LECTURE: High-Performance Computing (HPC)
Overview
Teaching: 15 min
Exercises: 5 minQuestions
What is high-performance computing?
What is a high-performance computer?
Why are computer clusters used?
Objectives
Learning about computer clusters and how they are made
Understanding what differentiates a HPC system from a cluster
Defining high-performance computing
The simplest way of defining hugh-performance computing is by saying that it is the using of high-performance computers. However, this leads to our next question.
What is high-performance computer?
On the Course Etherpad, write down what you think defines a high-performance computer.
Solution
A high-performance computer is a network of computers in a cluster that typically share a common purpose and are used to accomplish tasks that might otherwise be too big for any one computer.
Generic parallel machines and computer clusters
Consider the computer you are using to see this – it will have:
- a (probably multi-core) processor
- a hard drive
- memory
- an operating system (hopefully)
- …
While modern computers can do a lot (and a lot more than their equivalents 10-20 years ago), there are limits to what they can do and the speed at which they are able to do this. One way to overcome these limits is to pool computers together to create a cluster of computers. These pooled resources can then be used to run software that requires more total memory, or need more processors to complete in a reasonable time.
One way to do this is to take a group of computers and link them together via a network switch. Consider a case where you have five 4-core computers. By connecting them together, you could run jobs on 20 cores, which could result in your software running faster.
 
   
   However, while this can increase the speed at which your codes run, or allow you to run larger systems, this is not high-performance yet…
HPC architectures
Most HPC systems follow the ideas described above of taking many computers and linking them via network switches. What distinguishes a high-performance computer from the computer clusters described above is:
- The number of computers/nodes – HPC systems have 100s to 10,000s of nodes. At present ARCHER2 has 1024 nodes, and will grow to 5,585 nodes.
- The strength of each individual computer/nodes – HPC systems are usually build state-of-the-art computers. Each ARCHER2 node has two EPYC Zen2 (Rome) 7742, 2.25 GHz, 64-core processors, for a total of 128 cores each. Further, each node had 256 GB of RAM. One downside to this criterion is that, as computing technology evolves very quickly, HPC facilities do not remain “high-performance” for long, and need to be updated or changed every 5-10 years.

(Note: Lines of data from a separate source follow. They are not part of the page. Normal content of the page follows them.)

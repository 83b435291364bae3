use sqlx::{FromRow, SqliteExecutor};
use time::OffsetDateTime;

use crate::app::domain::{CustomerId, OrganizationId, StoreId, VisitId};

/// A visit joined with the names shown on the visits page.
#[derive(Debug, Clone, FromRow)]
pub struct VisitListing {
    pub id: String,
    pub customer_id: String,
    pub customer_name: String,
    pub store_name: Option<String>,
    pub visited_at: i64,
    pub amount_yen: i64,
    pub notes: String,
}

pub struct NewVisit {
    pub id: VisitId,
    pub organization_id: OrganizationId,
    pub customer_id: CustomerId,
    pub store_id: Option<StoreId>,
    pub visited_at: OffsetDateTime,
    pub amount_yen: i64,
    pub notes: String,
}

pub async fn insert<'e, E>(executor: E, visit: &NewVisit) -> Result<(), sqlx::Error>
where
    E: SqliteExecutor<'e>,
{
    let now = OffsetDateTime::now_utc().unix_timestamp();
    sqlx::query(
        "INSERT INTO visits (id, organization_id, customer_id, store_id, visited_at, amount_yen, notes, created_at) \
         VALUES (?, ?, ?, ?, ?, ?, ?, ?)",
    )
    .bind(visit.id.as_str())
    .bind(visit.organization_id.as_str())
    .bind(visit.customer_id.as_str())
    .bind(visit.store_id.as_ref().map(|s| s.as_str()))
    .bind(visit.visited_at.unix_timestamp())
    .bind(visit.amount_yen)
    .bind(&visit.notes)
    .bind(now)
    .execute(executor)
    .await?;
    Ok(())
}

/// Most recent visits of an organization.
pub async fn list_recent<'e, E>(
    executor: E,
    organization_id: &OrganizationId,
    limit: i64,
) -> Result<Vec<VisitListing>, sqlx::Error>
where
    E: SqliteExecutor<'e>,
{
    sqlx::query_as::<_, VisitListing>(
        "SELECT v.id, v.customer_id, c.name AS customer_name, s.name AS store_name, \
                v.visited_at, v.amount_yen, v.notes \
         FROM visits v \
         JOIN customers c ON c.id = v.customer_id \
         LEFT JOIN stores s ON s.id = v.store_id \
         WHERE v.organization_id = ? \
         ORDER BY v.visited_at DESC, v.id DESC \
         LIMIT ?",
    )
    .bind(organization_id.as_str())
    .bind(limit)
    .fetch_all(executor)
    .await
}

/// Number of visits per customer of an organization.
pub async fn count_by_customer<'e, E>(
    executor: E,
    organization_id: &OrganizationId,
) -> Result<Vec<(String, i64)>, sqlx::Error>
where
    E: SqliteExecutor<'e>,
{
    sqlx::query_as::<_, (String, i64)>(
        "SELECT customer_id, count(*) FROM visits WHERE organization_id = ? GROUP BY customer_id",
    )
    .bind(organization_id.as_str())
    .fetch_all(executor)
    .await
}
//! Dashboard page frame shared by every tenant page.
//!
//! The frame (organization switcher, flash messages) is per user and is never
//! cached. Only the body fragment goes through `ViewCache`.

use askama::Template;
use axum::response::{Html, IntoResponse, Redirect, Response};
use serde::Deserialize;

use crate::app::{
    domain::Permission,
    error::AppError,
    session::SessionContext,
    tenant::{self, TenantContext},
    views, AppState, APP_NAME,
};

/// `?error=` / `?success=` feedback after a redirect.
#[derive(Debug, Default, Deserialize)]
pub struct Flash {
    pub error: Option<String>,
    pub success: Option<String>,
}

pub struct OrganizationOption {
    pub id: String,
    pub name: String,
    pub role_label: &'static str,
    pub selected: bool,
}

pub struct Chrome {
    pub organization_name: String,
    pub role_label: &'static str,
    pub brand_color: String,
    pub logo_url: String,
    pub organizations: Vec<OrganizationOption>,
}

impl Chrome {
    pub fn for_context(context: &TenantContext) -> Self {
        let branding = context.current.organization.branding();
        Self {
            organization_name: context.current.organization.name.clone(),
            role_label: context.role().label(),
            brand_color: branding.primary_color.unwrap_or_else(|| "#7a4bd1".to_string()),
            logo_url: branding.logo_url.unwrap_or_default(),
            organizations: context
                .memberships
                .iter()
                .map(|m| OrganizationOption {
                    id: m.organization.id.clone(),
                    name: m.organization.name.clone(),
                    role_label: m.role.label(),
                    selected: m.organization.id == context.current.organization.id,
                })
                .collect(),
        }
    }
}

#[derive(Template)]
#[template(path = "dashboard_page.html")]
pub struct DashboardPage {
    pub app_name: &'static str,
    pub title: &'static str,
    pub chrome: Chrome,
    pub error: String,
    pub success: String,
    pub body: String,
}

/// Wrap a rendered body fragment in the dashboard frame.
pub fn render_page(
    context: &TenantContext,
    title: &'static str,
    flash: Flash,
    body: String,
) -> Result<Html<String>, AppError> {
    let page = DashboardPage {
        app_name: APP_NAME,
        title,
        chrome: Chrome::for_context(context),
        error: flash.error.unwrap_or_default(),
        success: flash.success.unwrap_or_default(),
        body,
    };
    Ok(Html(render(&page)?))
}

/// Resolve the tenant for a page view and require `permission` in it.
/// No organization sends the user to the dashboard, which offers to create one.
pub async fn page_context(
    state: &AppState,
    session: &SessionContext,
    permission: Permission,
) -> Result<TenantContext, Response> {
    let Some(context) = tenant::resolve_or_none(state, session).await else {
        return Err(Redirect::to(views::DASHBOARD).into_response());
    };
    context.require(permission).map_err(IntoResponse::into_response)?;
    Ok(context)
}

/// Body shown when a page's data could not be loaded. Never cached.
pub fn degraded_body(path: &str, err: &AppError) -> String {
    tracing::error!(path, %err, "page data unavailable");
    "<p class=\"notice\">データを読み込めませんでした。しばらくしてから再度お試しください。</p>".to_string()
}

/// Render any template, logging failures.
pub fn render<T: Template>(template: &T) -> Result<String, AppError> {
    template.render().map_err(|err| {
        tracing::error!(%err, "template render failed");
        AppError::Internal
    })
}

/// Redirect carrying an error flash. `path` may already have a query string.
pub fn redirect_with_error(path: &str, msg: &str) -> Redirect {
    with_flash(path, "error", msg)
}

pub fn redirect_with_success(path: &str, msg: &str) -> Redirect {
    with_flash(path, "success", msg)
}

fn with_flash(path: &str, kind: &str, msg: &str) -> Redirect {
    let sep = if path.contains('?') { '&' } else { '?' };
    Redirect::to(&format!("{path}{sep}{kind}={}", urlencoding::encode(msg)))
}

/// First human-readable message of a validator failure.
pub fn first_message(errors: &validator::ValidationErrors) -> String {
    errors
        .field_errors()
        .values()
        .flat_map(|errs| errs.iter())
        .find_map(|e| e.message.as_ref().map(|m| m.to_string()))
        .unwrap_or_else(|| "入力内容を確認してください。".to_string())
}

/// Form checkbox/select value to an optional trimmed string.
pub fn non_blank(value: &str) -> Option<String> {
    let trimmed = value.trim();
    (!trimmed.is_empty()).then(|| trimmed.to_string())
}

pub fn non_blank_str(value: &str) -> Option<&str> {
    let trimmed = value.trim();
    (!trimmed.is_empty()).then_some(trimmed)
}

#[cfg(test)]
mod tests {
    use super::*;

    #[test]
    fn redirects_encode_messages() {
        let r = redirect_with_error("/dashboard/stores", "名前を入力 & retry");
        let location = r.into_response_location();
        assert!(location.starts_with("/dashboard/stores?error="));
        assert!(!location.contains(' '));
        assert!(!location.contains('&'));
    }

    #[test]
    fn flash_appends_to_existing_query() {
        let location = redirect_with_success("/dashboard/shifts?store_id=abc", "ok").into_response_location();
        assert_eq!(location, "/dashboard/shifts?store_id=abc&success=ok");
    }

    #[test]
    fn non_blank_trims() {
        assert_eq!(non_blank("  a "), Some("a".to_string()));
        assert_eq!(non_blank("   "), None);
    }

    trait Location {
        fn into_response_location(self) -> String;
    }

    impl Location for Redirect {
        fn into_response_location(self) -> String {
            use axum::response::IntoResponse;
            self.into_response()
                .headers()
                .get("location")
                .and_then(|v| v.to_str().ok())
                .unwrap_or_default()
                .to_string()
        }
    }
}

- The network interconnect – this dictates the communication speed between nodes. The faster this speed is, the more a group of individual nodes will act like a unit. For ARCHER2, this inter-node communication speed is 25 GB/s!
ARCHER2 architecture
The ARCHER2 Cray Shasta system consists of a number of different node types. The ones visible to users are:
- Login nodes
- Compute nodes
- Data analysis (pre-/post- processing) nodes
 
   
   Who uses HPC?
HPC is used more and more frequently by people from a growing number of fields. Traditional uses of HPC include:
- mateerials science/solid state physics
- computational chemistry
- biomolecular simulations
- particle physics
- environmental modelling
    - weather and climate
- geosciences
- oceanography
 
- many engineering applications
HPC and me
HPC platforms try to cater to a broad range of computation needs, and have co-evolved with their user communities. HPC systems are traditionally built to achieve strong floating-point performance (number crunching), and are there to solve very large and complex scientific problems quickly (though they can also be used to run a large number of smaller, simpler systems in batches as well).
HPC platforms have evolved to fit the problem sets they are most used for, and have become more optimised towards certain problems. As HPC platforms have evolved, so has scientific software evolved to get the most out of modern HPC facilities. One example is molecular dynamics software that is nowadays heavily optimised for use on HPC systems.
Recently, some HPC facilities are specifically optimised for certain problem categories, and can help users to solve very specific problems very quickly. For example, NextGenIO is built for fast read-write speed, has large amounts of shared memory, and as a result is very useful for DNA assembly in bioinformatics.
Key Points
Computer clusters enable users to run larger, more complex jobs in a reasonable time
HPC systems are state-of-the-art clusters composed of a large number of powerful computers linked by very fast interconnects.